During my brief visit to Titchwell I saw a single Spoonbill circle the Fresh Marsh looking almost grey in the storm light, a couple of Marsh Harriers and some distant Curlew Sandpipers. After the storm 20 - 30 Common and Sandwich Terns hawked over the Fresh Marsh. An Avocet swept past in the shallows feeding and looked splendid with its reflection in the black water.

Avocet and reflection
Whilst it rained heavily it was interesting  to watch the ducks sky pointing, aligning their bodies into the rain presumably to minimise the impact of the rain on their feathers.

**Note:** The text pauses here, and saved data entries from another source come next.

//! The database side of the pool: traits a non-blocking driver implements.
//!
//! The pool never speaks a wire protocol itself. It opens connections through a
//! [`Driver`], asks each [`Connection`] which I/O direction it needs next, and
//! hands the caller a [`Cursor`] wrapped in a lease once the connection is ready.

use crate::config::ConnectParams;
use crate::error::PoolError;
use crate::reactor::Descriptor;

use std::fmt;

/// What a non-blocking connection needs before it can make progress.
#[derive(Debug, Clone, Copy, PartialEq, Eq)]
pub enum PollState {
  /// The pending connect or statement has finished.
  Ok,
  NeedRead,
  NeedWrite,
  /// The connection is in an unknown or broken state.
  Error,
}

/// A single SQL value, used both for statement parameters and result cells.
#[derive(Debug, Clone, PartialEq)]
pub enum Value {
  Null,
  Bool(bool),
  Int(i64),
  Float(f64),
  Text(String),
  Bytes(Vec<u8>),
}

impl fmt::Display for Value {
  fn fmt(&self, f: &mut fmt::Formatter<'_>) -> fmt::Result {
    match self {
      Value::Null => f.write_str("NULL"),
      Value::Bool(b) => write!(f, "{}", b),
      Value::Int(i) => write!(f, "{}", i),
      Value::Float(x) => write!(f, "{}", x),
      Value::Text(s) => write!(f, "'{}'", s.replace('\'', "''")),
      Value::Bytes(bytes) => {
        f.write_str("'\\x")?;
        for byte in bytes {
          write!(f, "{:02x}", byte)?;
        }
        f.write_str("'")
      }
    }
  }
}

impl From<i64> for Value {
  fn from(v: i64) -> Self {
    Value::Int(v)
  }
}

impl From<i32> for Value {
  fn from(v: i32) -> Self {
    Value::Int(i64::from(v))
  }
}

impl From<bool> for Value {
  fn from(v: bool) -> Self {
    Value::Bool(v)
  }
}

impl From<f64> for Value {
  fn from(v: f64) -> Self {
    Value::Float(v)
  }
}

impl From<&str> for Value {
  fn from(v: &str) -> Self {
    Value::Text(v.to_string())
  }
}

impl From<String> for Value {
  fn from(v: String) -> Self {
    Value::Text(v)
  }
}

impl From<Vec<u8>> for Value {
  fn from(v: Vec<u8>) -> Self {
    Value::Bytes(v)
  }
}

impl<T: Into<Value>> From<Option<T>> for Value {
  fn from(v: Option<T>) -> Self {
    v.map_or(Value::Null, Into::into)
  }
}

pub type Row = Vec<Value>;

/// Result column metadata, as reported after a statement completes.
#[derive(Debug, Clone, PartialEq, Eq)]
pub struct Column {
  pub name: String,
  pub type_code: u32,
}

impl Column {
  pub fn new(name: impl Into<String>, type_code: u32) -> Self {
    Self {
      name: name.into(),
      type_code,
    }
  }
}

/// Opens connections. `connect` must not block: it starts the handshake and
/// returns a connection whose `poll` drives the rest of it.
pub trait Driver: Send + Sync + 'static {
  type Connection: Connection;

  fn connect(&self, params: &ConnectParams) -> Result<Self::Connection, PoolError>;
}

/// A non-blocking database connection.
///
/// Methods take `&self`: a connection is shared between the pool, the lease
/// holding it and the poller driving it, so drivers keep their mutable state
/// behind interior mutability.
pub trait Connection: Send + Sync + 'static {
  type Cursor: Cursor;

  /// Advances whatever operation is in flight and reports the next I/O need.
  ///
  /// A statement-level failure surfaces as `Err(PoolError::Query(..))`; a
  /// broken connection as `Ok(PollState::Error)` or a connectivity error.
  fn poll(&self) -> Result<PollState, PoolError>;

  /// The socket the reactor should watch.
  fn descriptor(&self) -> Descriptor;

  fn is_closed(&self) -> bool;

  /// Closes the connection. Must tolerate being called more than once.
  fn close(&self);

  fn cursor(&self) -> Result<Self::Cursor, PoolError>;
}

/// Statement execution and row retrieval on one connection.
///
/// `execute` only submits the statement; the pool polls the connection until
/// the result is available before any fetch is attempted.
pub trait Cursor: Send + 'static {
  fn execute(&mut self, sql: &str, params: &[Value]) -> Result<(), PoolError>;

  fn fetch_one(&mut self) -> Result<Option<Row>, PoolError>;

  fn fetch_many(&mut self, size: usize) -> Result<Vec<Row>, PoolError>;

  fn fetch_all(&mut self) -> Result<Vec<Row>, PoolError>;

  /// Column metadata of the last result, `None` when it returned no rows.
  fn description(&self) -> Option<Vec<Column>>;

  /// Rows produced or affected by the last statement, `-1` when unknown.
  fn row_count(&self) -> i64;
}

Quite a spectacular afternoon.

Teal Sky Pointing in rain

Friday, 26 August 2016

Gannet action at Bempton

A place where the sound of birds rises above and dominates the east coast wind, where the fishy smell generated by tens of thousands of defecating birds pervades the air, and where a line of white cliffs cuts out into the blue of the North Sea. The RSPB's nature reserve at Bempton Cliffs is all of these things and the most easily accessible large seabird colony in England. Each year I try and make a visit to take in the spectacle of the colony in full flow and this year I was lucky enough to spend a few hours there at the end of July.

Part of RSPB Bempton Cliffs
Tree Sparrows bounced around the bushes surrounding the new Visitor Centre where I was able to grab a welcome coffee and slice of cake. I see Tree Sparrows every year but I am not aware of anywhere in Norfolk where I live where they are so easily seen around bird feeders in and in such good numbers. I love their rich chestnut caps and the black beauty spot on their cheeks.

Tree Sparrow
Caffeinated we set off down the well made path to the cliffs, normally I visit earlier in the Spring and there was a noticeable difference in the birds on view compared to my normal mid April visits. I had to work hard to see Guillemots and Razorbills, apparently the majority of these two species of Auks had finished breeding and left the cliffs the week before, Shags too were thin on the ground. But Puffins were everywhere, on the sea, flying in front of the cliffs and perched below the viewpoints. Apparently late July is just about the best time to see Puffins at Bempton.

Bempton Puffins

But the undoubted stars of the show were the Gannets, many with well grown fluffy chicks on the rocky cliff ledges below the viewpoints, these majestic Persil white seabirds would drift along the cliff tops a few metres away from you. My travelling companion was quite overwhelmed and wanted to add the use of the sens of touch ti that of hearing, smell and sight by reaching out to hold one. Perhaps the most entertaining Gannet action was on a grassy slope near the top of the cliffs where a constant succession of birds came in and landed to grab beak fulls of grass to start the process of making next years nests.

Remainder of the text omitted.